Publish to PyPI for easy installation:

pip install build twine
python -m build
twine upload dist/*

Users can then install with:

pip install my-geneforge-plugin

Troubleshooting

Common Issues

1. Plugin Not Found

  • Check entry point configuration in pyproject.toml
  • Verify plugin is installed: pip list | grep geneforge
  • Check plugin discovery logs: Enable debug logging

2. Import Errors

  • Verify all dependencies are installed
  • Check Python version compatibility
  • Ensure plugin package is in Python path

3. Validation Failures

  • Implement all required abstract methods
  • Check method signatures match interface
  • Validate return types and data structures

4. Performance Issues

  • Use lazy loading for expensive resources
  • Implement caching for repeated computations
  • Profile your plugin code for bottlenecks

Debugging

Enable verbose logging:

import logging
logging.basicConfig(level=logging.DEBUG)

# Or specifically for plugins
logging.getLogger('gfl.plugins').setLevel(logging.DEBUG)

Check plugin status:

from gfl.api import list_available_plugins, get_api_info

# List all registered plugins
plugins = list_available_plugins()
print("Generators:", plugins['generators'])
print("Optimizers:", plugins['optimizers'])

# Check API capabilities
info = get_api_info()
print("Plugin system enabled:", info['features']['plugin_system'])

Examples Repository

For complete working examples, see: - gfl/plugins/example_implementations.py - Reference implementations - tests/test_plugin_interfaces.py - Comprehensive test suite - docs/examples/ - Real-world plugin examples

Community

Contributing Plugins

We welcome community contributions!
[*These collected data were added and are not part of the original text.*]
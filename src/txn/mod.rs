//! Transaction ids, snapshots, update chains, and MODIFY application
//! (spec §4.5).

pub mod modify;
pub mod snapshot;
pub mod update;

use std::collections::BTreeSet;
use std::sync::atomic::{AtomicU64, Ordering};
use std::sync::Mutex;

use snapshot::Snapshot;

/// 64-bit monotonic transaction ids. Zero is reserved ("no transaction");
/// the two top values are reserved for RESERVED/ABORTED update markers
/// (spec: "zero and 'aborted' are reserved").
pub const FIRST_TXN_ID: u64 = 1;

#[derive(Debug, Clone, Copy, PartialEq, Eq)]
pub enum IsolationLevel {
    Snapshot,
    ReadCommitted,
    ReadUncommitted,
}

#[derive(Debug, Clone, Copy, PartialEq, Eq)]
pub enum IgnorePrepare {
    Off,
    On,
    /// Also makes the transaction read-only (spec §4.5).
    Force,
}

#[derive(Debug, Clone, Copy, Default)]
pub struct TransactionFlags {
    pub ignore_prepare: Option<IgnorePrepare>,
    pub round_up_prepared: bool,
    pub round_up_read: bool,
    pub no_timestamp: bool,
}

/// One transaction's full state (spec §3 "Transaction").
pub struct Transaction {
    pub id: u64,
    pub isolation: IsolationLevel,
    pub snapshot: Snapshot,
    pub commit_ts: Option<u64>,
    pub durable_ts: Option<u64>,
    pub prepare_ts: Option<u64>,
    pub flags: TransactionFlags,
    /// Ops recorded for this transaction's commit record, in the order
    /// they were issued; sorted at commit time (spec §4.5 "Commit").
    pub ops: Mutex<Vec<TxnOp>>,
}

/// What a [`TxnOp`] should become in the commit record (spec §4.6's
/// enumerated log op list, minus the recno/column variants which are
/// logged separately at the point of the column operation since they
/// don't carry a sortable byte key).
#[derive(Debug, Clone)]
pub enum OpKind {
    Put(Vec<u8>),
    Remove,
    Modify(Vec<modify::Fragment>),
}

/// One logged operation belonging to a transaction, enough information to
/// sort the commit record by `(btree id, key)` as spec §4.5 requires and to
/// reconstruct the `RowPut`/`RowRemove`/`ColModify` log record commit emits.
#[derive(Debug, Clone)]
pub struct TxnOp {
    pub btree_id: u32,
    pub key: Vec<u8>,
    pub kind: OpKind,
}

impl Transaction {
    fn new(id: u64, isolation: IsolationLevel, snapshot: Snapshot) -> Self {
        Self {
            id,
            isolation,
            snapshot,
            commit_ts: None,
            durable_ts: None,
            prepare_ts: None,
            flags: TransactionFlags::default(),
            ops: Mutex::new(Vec::new()),
        }
    }

    pub fn record_op(&self, btree_id: u32, key: Vec<u8>, kind: OpKind) {
        self.ops.lock().unwrap().push(TxnOp { btree_id, key, kind });
    }

    /// Commit record ops sorted by `(btree id, key)` (spec: "Sort the
    /// per-transaction op list by (btree id, whether the op has a sortable
    /// key, key/recno) so that all ops on the same key are contiguous").
    pub fn sorted_ops(&self) -> Vec<TxnOp> {
        let mut ops = self.ops.lock().unwrap().clone();
        ops.sort_by(|a, b| a.btree_id.cmp(&b.btree_id).then_with(|| a.key.cmp(&b.key)));
        ops
    }
}

/// Process-wide transaction id allocator and active-set tracker. Builds
/// each new transaction's snapshot from the currently-active id set.
pub struct TransactionManager {
    next_id: AtomicU64,
    active: Mutex<BTreeSet<u64>>,
}

impl Default for TransactionManager {
    fn default() -> Self {
        Self {
            next_id: AtomicU64::new(FIRST_TXN_ID),
            active: Mutex::new(BTreeSet::new()),
        }
    }
}

impl TransactionManager {
    pub fn new() -> Self {
        Self::default()
    }

    pub fn begin(&self, isolation: IsolationLevel) -> Transaction {
        let id = self.next_id.fetch_add(1, Ordering::SeqCst);
        let mut active = self.active.lock().unwrap();
        let snapshot_min = active.iter().copied().min().unwrap_or(id);
        let concurrent: Vec<u64> = active.iter().copied().collect();
        active.insert(id);
        Transaction::new(
            id,
            isolation,
            Snapshot::new(snapshot_min, id + 1, concurrent),
        )
    }

    /// Release a transaction's id from the active set on commit or abort.
    pub fn end(&self, txn: &Transaction) {
        self.active.lock().unwrap().remove(&txn.id);
    }

    /// The oldest id still active, used by [`update::UpdateChain::trim_obsolete`]
    /// to decide what is globally visible.
    pub fn oldest_active(&self) -> u64 {
        self.active
            .lock()
            .unwrap()
            .iter()
            .copied()
            .next()
            .unwrap_or_else(|| self.next_id.load(Ordering::SeqCst))
    }
}
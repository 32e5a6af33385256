//! Reconciliation (spec §4.4 "Reconciliation"/"Fast truncate"): rebuild a
//! table's durable page image from its update chains under a stable
//! snapshot, write it through the block manager, then fold the now-durable
//! values back into the table's on-page map and retire the chains that
//! produced them.
//!
//! Row-store chunks become [`Page::RowLeaf`] images; column-store chunks
//! become [`Page::ColFixLeaf`] when every value in the chunk is a single
//! byte (bit-packed at the narrowest width that fits) or [`Page::ColVarLeaf`]
//! otherwise (spec §3's "fixed (1-8 bits) / variable" column formats).
//! One page per `PAGE_FANOUT` keys stands in for true multi-level on-disk
//! tree maintenance; the resident [`crate::btree::tree`] module is what
//! actually maintains split/merge structure in memory.

use crate::block::{BlockManager, Cookie};
use crate::btree::page::{pack_fixed, unpack_fixed, Page};
use crate::btree::{recno_of, Table, TableKind};
use crate::error::Result;
use crate::txn::snapshot::Snapshot;

/// Keys per reconciled leaf page.
pub const PAGE_FANOUT: usize = 256;

/// Result of reconciling one table: the cookies of every leaf page written,
/// in key order, plus how many keys were folded in (for logging/metrics).
pub struct ReconcileResult {
    pub leaves: Vec<Cookie>,
    pub keys_written: usize,
    pub tombstones_applied: usize,
}

/// Reconcile `table` under `snapshot` (typically the checkpoint's own
/// snapshot, so that only globally-visible writes are captured) and write
/// the result through `block_mgr`. On success, `table`'s base map is
/// replaced with the newly-durable values and every chain that contributed
/// a globally-visible update is retired.
pub fn reconcile_table(table: &Table, block_mgr: &BlockManager, snapshot: &Snapshot) -> Result<ReconcileResult> {
    let mut merged: Vec<(Vec<u8>, Option<Vec<u8>>)> = Vec::new();
    let mut resolved_keys: Vec<Vec<u8>> = Vec::new();

    let base: std::collections::BTreeMap<Vec<u8>, Vec<u8>> = table.base_snapshot().into_iter().collect();
    let chains = table.chain_snapshot();

    let mut all_keys: Vec<Vec<u8>> = base.keys().cloned().collect();
    for (k, _) in &chains {
        if !all_keys.contains(k) {
            all_keys.push(k.clone());
        }
    }
    all_keys.sort();
    all_keys.dedup();

    let chain_map: std::collections::HashMap<&[u8], &crate::txn::update::UpdateChain> =
        chains.iter().map(|(k, c)| (k.as_slice(), c)).collect();

    let mut tombstones_applied = 0usize;
    for key in &all_keys {
        let on_page = base.get(key).cloned();
        let resolved = match chain_map.get(key.as_slice()) {
            Some(chain) => chain.read(snapshot, on_page.as_deref()),
            None => on_page,
        };
        if resolved.is_none() && chain_map.contains_key(key.as_slice()) {
            tombstones_applied += 1;
        }
        merged.push((key.clone(), resolved));
        resolved_keys.push(key.clone());
    }

    let live: Vec<(Vec<u8>, Vec<u8>)> = merged
        .into_iter()
        .filter_map(|(k, v)| v.map(|v| (k, v)))
        .collect();

    let mut leaves = Vec::new();
    for chunk in live.chunks(PAGE_FANOUT) {
        let page = match table.kind() {
            TableKind::Row => Page::RowLeaf {
                keys: chunk.iter().map(|(k, _)| k.clone()).collect(),
                values: chunk.iter().map(|(_, v)| v.clone()).collect(),
            },
            TableKind::Column => column_leaf_page(chunk),
        };
        leaves.push(block_mgr.write(&page.encode())?);
    }

    table.install_base(live.clone());
    for key in &resolved_keys {
        if let Some(chain) = chain_map.get(key.as_slice()) {
            if chain.trim_obsolete(snapshot.snapshot_max).is_some() {
                // Trimmed tail is dropped here; a real implementation would
                // hand it to the generation stash for delayed reclamation.
            }
        }
        table.retire_chain(key);
    }

    Ok(ReconcileResult {
        leaves,
        keys_written: live.len(),
        tombstones_applied,
    })
}

/// Build a column-store leaf page for one reconciled chunk: bit-packed
/// fixed-width when every value is a single byte, variable-length
/// otherwise (spec §3).
fn column_leaf_page(chunk: &[(Vec<u8>, Vec<u8>)]) -> Page {
    let start_recno = recno_of(&chunk[0].0);
    if chunk.iter().all(|(_, v)| v.len() == 1) {
        let values: Vec<u8> = chunk.iter().map(|(_, v)| v[0]).collect();
        let max = values.iter().copied().max().unwrap_or(0);
        let bit_width = (8 - max.leading_zeros().min(8)).max(1) as u8;
        Page::ColFixLeaf {
            start_recno,
            bit_width,
            entry_count: values.len() as u32,
            packed: pack_fixed(&values, bit_width),
        }
    } else {
        Page::ColVarLeaf {
            start_recno,
            values: chunk.iter().map(|(_, v)| v.clone()).collect(),
        }
    }
}

/// Load a previously-reconciled table back from its leaf cookies (spec
/// §4.7 recovery step "replay the checkpoint's tree into memory").
pub fn load_table(table: &Table, block_mgr: &BlockManager, leaves: &[Cookie]) -> Result<()> {
    let mut entries = Vec::new();
    for &cookie in leaves {
        let buf = block_mgr.read(cookie)?;
        match Page::decode(&buf)? {
            Page::RowLeaf { keys, values } => entries.extend(keys.into_iter().zip(values)),
            Page::ColVarLeaf { start_recno, values } => {
                for (i, value) in values.into_iter().enumerate() {
                    entries.push(((start_recno + i as u64).to_be_bytes().to_vec(), value));
                }
            }
            Page::ColFixLeaf { start_recno, bit_width, entry_count, packed } => {
                for (i, value) in unpack_fixed(&packed, bit_width, entry_count as usize).into_iter().enumerate() {
                    entries.push(((start_recno + i as u64).to_be_bytes().to_vec(), vec![value]));
                }
            }
            _ => {}
        }
    }
    table.install_base(entries);
    Ok(())
}

#[cfg(test)]
mod tests {
    use super::*;
    use crate::fs::memfile::MemFileSystem;
    use crate::fs::{FileHandle, FileSystem};
    use crate::txn::{IsolationLevel, TransactionManager};
    use std::sync::Arc;

    fn new_block_mgr() -> BlockManager {
        let fs = MemFileSystem::new();
        let handle: Arc<dyn FileHandle> = Arc::from(fs.open("t", true).unwrap());
        BlockManager::create(handle, 512).unwrap()
    }

    #[test]
    fn reconcile_writes_visible_values_and_trims_chains() {
        let table = Table::new("t");
        let mgr = TransactionManager::new();
        let txn = mgr.begin(IsolationLevel::Snapshot);
        table.insert(&txn, b"a".to_vec(), b"1".to_vec()).unwrap();
        table.insert(&txn, b"b".to_vec(), b"2".to_vec()).unwrap();
        mgr.end(&txn);

        let block_mgr = new_block_mgr();
        let checkpoint_snapshot = Snapshot::new(txn.id + 1, txn.id + 1, Vec::new());
        let result = reconcile_table(&table, &block_mgr, &checkpoint_snapshot).unwrap();
        assert_eq!(result.keys_written, 2);
        assert_eq!(result.leaves.len(), 1);

        let reloaded = Table::new("t");
        load_table(&reloaded, &block_mgr, &result.leaves).unwrap();
        let read_txn = mgr.begin(IsolationLevel::Snapshot);
        assert_eq!(reloaded.search(&read_txn, b"a"), Some(b"1".to_vec()));
        assert_eq!(reloaded.search(&read_txn, b"b"), Some(b"2".to_vec()));
    }

    #[test]
    fn reconcile_drops_tombstoned_keys() {
        let table = Table::new("t");
        let mgr = TransactionManager::new();
        let t1 = mgr.begin(IsolationLevel::Snapshot);
        table.insert(&t1, b"a".to_vec(), b"1".to_vec()).unwrap();
        mgr.end(&t1);

        let block_mgr = new_block_mgr();
        let snap1 = Snapshot::new(t1.id + 1, t1.id + 1, Vec::new());
        reconcile_table(&table, &block_mgr, &snap1).unwrap();

        let t2 = mgr.begin(IsolationLevel::Snapshot);
        table.remove(&t2, b"a").unwrap();
        mgr.end(&t2);
        let snap2 = Snapshot::new(t2.id + 1, t2.id + 1, Vec::new());
        let result = reconcile_table(&table, &block_mgr, &snap2).unwrap();
        assert_eq!(result.keys_written, 0);
        assert_eq!(result.tombstones_applied, 1);
    }

    #[test]
    fn column_store_reconciles_through_bit_packed_fixed_leaves() {
        let table = Table::new_column("t");
        let mgr = TransactionManager::new();
        let txn = mgr.begin(IsolationLevel::Snapshot);
        let recnos: Vec<u64> = (0..5).map(|i| table.append(&txn, vec![(i % 2) as u8]).unwrap()).collect();
        mgr.end(&txn);

        let block_mgr = new_block_mgr();
        let snapshot = Snapshot::new(txn.id + 1, txn.id + 1, Vec::new());
        let result = reconcile_table(&table, &block_mgr, &snapshot).unwrap();

        let reloaded = Table::new_column("t");
        load_table(&reloaded, &block_mgr, &result.leaves).unwrap();
        let read_txn = mgr.begin(IsolationLevel::Snapshot);
        for (i, &r) in recnos.iter().enumerate() {
            assert_eq!(reloaded.search(&read_txn, &r.to_be_bytes()), Some(vec![(i % 2) as u8]));
        }
    }

    #[test]
    fn column_store_reconciles_through_variable_length_leaves() {
        let table = Table::new_column("t");
        let mgr = TransactionManager::new();
        let txn = mgr.begin(IsolationLevel::Snapshot);
        let r1 = table.append(&txn, b"alpha".to_vec()).unwrap();
        let r2 = table.append(&txn, b"beta".to_vec()).unwrap();
        mgr.end(&txn);

        let block_mgr = new_block_mgr();
        let snapshot = Snapshot::new(txn.id + 1, txn.id + 1, Vec::new());
        let result = reconcile_table(&table, &block_mgr, &snapshot).unwrap();

        let reloaded = Table::new_column("t");
        load_table(&reloaded, &block_mgr, &result.leaves).unwrap();
        let read_txn = mgr.begin(IsolationLevel::Snapshot);
        assert_eq!(reloaded.search(&read_txn, &r1.to_be_bytes()), Some(b"alpha".to_vec()));
        assert_eq!(reloaded.search(&read_txn, &r2.to_be_bytes()), Some(b"beta".to_vec()));
    }

    #[test]
    fn many_keys_split_across_pages() {
        let table = Table::new("t");
        let mgr = TransactionManager::new();
        let txn = mgr.begin(IsolationLevel::Snapshot);
        for i in 0..(PAGE_FANOUT * 2 + 5) {
            table.insert(&txn, format!("k{i:05}").into_bytes(), b"v".to_vec()).unwrap();
        }
        mgr.end(&txn);
        let block_mgr = new_block_mgr();
        let snapshot = Snapshot::new(txn.id + 1, txn.id + 1, Vec::new());
        let result = reconcile_table(&table, &block_mgr, &snapshot).unwrap();
        assert_eq!(result.leaves.len(), 3);
    }
}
To submit your plugin:

  1. Follow the plugin development guidelines
  2. Include comprehensive tests
  3. Add documentation and examples
  4. Submit a PR or publish to PyPI with proper metadata

Plugin Registry

Maintain a community registry at: https://github.com/GeneForgeLang/plugins

Support

  • GitHub Issues: Report bugs and request features
  • Discussions: Ask questions and share plugins
  • Documentation: Submit improvements and examples

The GeneForgeLang plugin ecosystem enables the seamless integration of cutting-edge AI/ML tools with genomic workflows, democratizing access to advanced computational biology capabilities.